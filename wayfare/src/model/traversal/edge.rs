use super::{
    pattern_dwell, pattern_hop, street_traversal, structural_edge, transit_board_alight,
    vehicle_parking_edge, vehicle_rental_edge, StreetEdge,
};
use crate::model::{
    graph::{EdgeId, RentalFormFactor, Vertex, VertexId, VertexKind},
    request::RoutingContext,
    state::{StateRef, Traversed},
};
use wayfare_timetable::pattern::PatternId;

/// what an edge models; each kind has its own traversal rule.
#[derive(Clone, Debug)]
pub enum EdgeKind {
    Street(StreetEdge),
    /// between a stop and a pattern's departure (boarding) or arrival (alighting) vertex
    TransitBoardAlight {
        pattern: PatternId,
        stop_index: usize,
        boarding: bool,
    },
    /// ride from stop `hop_index` to the next stop of the pattern
    PatternHop {
        pattern: PatternId,
        hop_index: usize,
    },
    /// stay on board while the vehicle waits at stop `stop_index`
    PatternDwell {
        pattern: PatternId,
        stop_index: usize,
    },
    Free,
    /// splices two independent legs, forgetting the previous transit leg
    LegSwitch,
    /// between the street network and a transit stop
    StationLink,
    /// picking up or returning a rented vehicle, a loop on the rental place vertex
    VehicleRental { form_factor: RentalFormFactor },
    /// between the street network and a rental place
    VehicleRentalLink,
    /// parking or unparking an own vehicle, a loop on the parking vertex
    VehicleParking,
}

impl EdgeKind {
    /// zero-cost connector edges, two of which may never follow each other
    pub fn is_structural(&self) -> bool {
        matches!(
            self,
            EdgeKind::Free | EdgeKind::LegSwitch | EdgeKind::StationLink
        )
    }

    pub fn is_street(&self) -> bool {
        matches!(self, EdgeKind::Street(_))
    }

    pub fn is_transit(&self) -> bool {
        matches!(
            self,
            EdgeKind::TransitBoardAlight { .. }
                | EdgeKind::PatternHop { .. }
                | EdgeKind::PatternDwell { .. }
        )
    }

    /// checks the vertices an edge of this kind may connect.
    pub(crate) fn validate_endpoints(&self, from: &Vertex, to: &Vertex) -> Result<(), String> {
        let pattern_stop = |v: &Vertex| match &v.kind {
            VertexKind::PatternStop {
                pattern, departure, ..
            } => Some((pattern.clone(), *departure)),
            _ => None,
        };
        let is_stop = |v: &Vertex| v.transit_stop().is_some();
        let ok = match self {
            EdgeKind::Street(_) | EdgeKind::Free | EdgeKind::LegSwitch => {
                pattern_stop(from).is_none() && pattern_stop(to).is_none()
            }
            EdgeKind::TransitBoardAlight {
                pattern, boarding, ..
            } => {
                if *boarding {
                    is_stop(from) && pattern_stop(to) == Some((pattern.clone(), true))
                } else {
                    pattern_stop(from) == Some((pattern.clone(), false)) && is_stop(to)
                }
            }
            EdgeKind::PatternHop { pattern, .. } => {
                pattern_stop(from) == Some((pattern.clone(), true))
                    && pattern_stop(to) == Some((pattern.clone(), false))
            }
            EdgeKind::PatternDwell { pattern, .. } => {
                pattern_stop(from) == Some((pattern.clone(), false))
                    && pattern_stop(to) == Some((pattern.clone(), true))
            }
            EdgeKind::StationLink => {
                is_stop(from) != is_stop(to)
                    && pattern_stop(from).is_none()
                    && pattern_stop(to).is_none()
            }
            EdgeKind::VehicleRental { form_factor } => {
                from.id == to.id
                    && from
                        .rental_place()
                        .is_some_and(|p| p.form_factor == *form_factor)
            }
            EdgeKind::VehicleRentalLink => {
                from.rental_place().is_some() != to.rental_place().is_some()
            }
            EdgeKind::VehicleParking => from.id == to.id && from.parking().is_some(),
        };
        if ok {
            Ok(())
        } else {
            Err(format!("endpoints do not fit a {} edge", self.name()))
        }
    }

    pub fn name(&self) -> &'static str {
        match self {
            EdgeKind::Street(_) => "street",
            EdgeKind::TransitBoardAlight { boarding: true, .. } => "transit board",
            EdgeKind::TransitBoardAlight { boarding: false, .. } => "transit alight",
            EdgeKind::PatternHop { .. } => "pattern hop",
            EdgeKind::PatternDwell { .. } => "pattern dwell",
            EdgeKind::Free => "free",
            EdgeKind::LegSwitch => "leg switch",
            EdgeKind::StationLink => "station link",
            EdgeKind::VehicleRental { .. } => "vehicle rental",
            EdgeKind::VehicleRentalLink => "vehicle rental link",
            EdgeKind::VehicleParking => "vehicle parking",
        }
    }
}

/// a directed arc of the graph.
#[derive(Clone, Debug)]
pub struct Edge {
    pub id: EdgeId,
    pub from: VertexId,
    pub to: VertexId,
    pub kind: EdgeKind,
}

impl Edge {
    pub fn new(id: EdgeId, from: VertexId, to: VertexId, kind: EdgeKind) -> Edge {
        Edge { id, from, to, kind }
    }

    pub fn street(&self) -> Option<&StreetEdge> {
        match &self.kind {
            EdgeKind::Street(street) => Some(street),
            _ => None,
        }
    }

    /// the vertex a search leaves from and the vertex it reaches, in search order
    pub fn search_endpoints(&self, arrive_by: bool) -> (VertexId, VertexId) {
        if arrive_by {
            (self.to, self.from)
        } else {
            (self.from, self.to)
        }
    }

    /// derives the states reached by traversing this edge from `s0`.
    ///
    /// a forward search traverses from `from` to `to`, an arrive-by search
    /// from `to` to `from`. infeasible traversals return [`Traversed::Pruned`].
    pub fn traverse(&self, s0: &StateRef, ctx: &RoutingContext) -> Traversed {
        let (source, _) = self.search_endpoints(s0.arrive_by());
        if s0.vertex() != source {
            log::debug!(
                "state at {} cannot traverse {} edge {} which starts at {source}",
                s0.vertex(),
                self.kind.name(),
                self.id
            );
            return Traversed::Pruned;
        }
        let back_edge = s0.back_edge().and_then(|id| ctx.graph.edge(id).ok());
        if let Some(back) = back_edge {
            if self.kind.is_structural() && back.kind.is_structural() {
                return Traversed::Pruned;
            }
            if self.is_u_turn_after(back) {
                return Traversed::Pruned;
            }
        }

        match &self.kind {
            EdgeKind::Street(street) => {
                street_traversal::traverse(self, street, back_edge, s0, ctx)
            }
            EdgeKind::TransitBoardAlight {
                pattern,
                stop_index,
                boarding,
            } => transit_board_alight::traverse(self, pattern, *stop_index, *boarding, s0, ctx)
                .into(),
            EdgeKind::PatternHop { pattern, hop_index } => {
                pattern_hop::traverse(self, pattern, *hop_index, s0, ctx).into()
            }
            EdgeKind::PatternDwell {
                pattern,
                stop_index,
            } => pattern_dwell::traverse(self, pattern, *stop_index, s0, ctx).into(),
            EdgeKind::Free => structural_edge::traverse_free(self, s0).into(),
            EdgeKind::LegSwitch => structural_edge::traverse_leg_switch(self, s0).into(),
            EdgeKind::StationLink => structural_edge::traverse_station_link(self, s0, ctx).into(),
            EdgeKind::VehicleRental { form_factor } => {
                vehicle_rental_edge::traverse_rental(self, *form_factor, s0, ctx).into()
            }
            EdgeKind::VehicleRentalLink => {
                vehicle_rental_edge::traverse_link(self, s0).into()
            }
            EdgeKind::VehicleParking => vehicle_parking_edge::traverse(self, s0, ctx).into(),
        }
    }

    /// two street edges in a row that retrace the same geometry
    fn is_u_turn_after(&self, back: &Edge) -> bool {
        match (self.street(), back.street()) {
            (Some(this), Some(prev)) => {
                self.from == back.to && self.to == back.from && this.is_reverse_of(prev)
            }
            _ => false,
        }
    }

    /// seconds this edge takes at least, for search heuristics.
    ///
    /// transit edges use the scheduled timetable's minimum running and dwell
    /// times, streets the fastest speed any mode of the request may use.
    pub fn time_lower_bound(&self, ctx: &RoutingContext) -> f64 {
        match &self.kind {
            EdgeKind::Street(street) => {
                let request = &ctx.request;
                let fastest = [
                    request.walk_speed,
                    request.bike_speed,
                    request.scooter_speed,
                    street.car_speed,
                ]
                .into_iter()
                .fold(0.0, f64::max);
                if fastest > 0.0 {
                    street.length_m / fastest
                } else {
                    0.0
                }
            }
            EdgeKind::PatternHop { pattern, hop_index } => ctx
                .graph
                .pattern(pattern)
                .and_then(|p| p.scheduled_timetable().min_running_time(*hop_index))
                .unwrap_or_default()
                .max(0) as f64,
            EdgeKind::PatternDwell {
                pattern,
                stop_index,
            } => ctx
                .graph
                .pattern(pattern)
                .and_then(|p| p.scheduled_timetable().min_dwell_time(*stop_index))
                .unwrap_or_default()
                .max(0) as f64,
            _ => 0.0,
        }
    }
}

#[cfg(test)]
mod test {
    use crate::model::{
        request::{RoutingRequest, StreetMode},
        traversal::test_fixtures::{StreetGrid, TransitLine},
    };

    #[test]
    fn test_u_turn_is_pruned() {
        let grid = StreetGrid::new();
        let ctx = grid.context(RoutingRequest::default());
        let s0 = grid.start(&ctx, grid.b);
        let s1 = grid.traverse_one(grid.bc, &s0, &ctx);
        assert!(grid.edge(grid.cb).traverse(&s1, &ctx).is_pruned());
        assert!(!grid.edge(grid.cd).traverse(&s1, &ctx).is_pruned());

        let back = grid.context(RoutingRequest {
            arrive_by: true,
            ..Default::default()
        });
        let s0 = grid.start(&back, grid.c);
        let s1 = grid.traverse_one(grid.bc, &s0, &back);
        assert!(grid.edge(grid.cb).traverse(&s1, &back).is_pruned());
        assert!(!grid.edge(grid.ab).traverse(&s1, &back).is_pruned());
    }

    #[test]
    fn test_state_must_be_at_source_vertex() {
        let grid = StreetGrid::new();
        let ctx = grid.context(RoutingRequest::default());
        let s0 = grid.start(&ctx, grid.a);
        assert!(grid.edge(grid.bc).traverse(&s0, &ctx).is_pruned());
        assert!(grid.edge(grid.dc).traverse(&s0, &ctx).is_pruned());
        // arrive-by leaves over the edge's `to` vertex
        let back = grid.context(RoutingRequest {
            arrive_by: true,
            ..Default::default()
        });
        let s0 = grid.start(&back, grid.a);
        assert!(!grid.edge(grid.ba).traverse(&s0, &back).is_pruned());
    }

    #[test]
    fn test_time_lower_bound() {
        let grid = StreetGrid::new();
        let ctx = grid.context(RoutingRequest {
            street_mode: StreetMode::Car,
            ..Default::default()
        });
        let edge = grid.edge(grid.ab);
        let street = edge.street().expect("street edge");
        let bound = edge.time_lower_bound(&ctx);
        assert!((bound - street.length_m / street.car_speed).abs() < 1e-9);

        let line = TransitLine::new();
        let ctx = line.context(RoutingRequest::default(), line.morning());
        assert_eq!(line.edge(line.hop(0)).time_lower_bound(&ctx), 300.0);
        assert_eq!(line.edge(line.dwell(1)).time_lower_bound(&ctx), 60.0);
        assert_eq!(line.edge(line.board(0)).time_lower_bound(&ctx), 0.0);
    }
}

★ ★ ★ ★

Your task: Every line in the data above that contains "which" needs to be copied.

Solution to this task:
    /// zero-cost connector edges, two of which may never follow each other
                "state at {} cannot traverse {} edge {} which starts at {source}",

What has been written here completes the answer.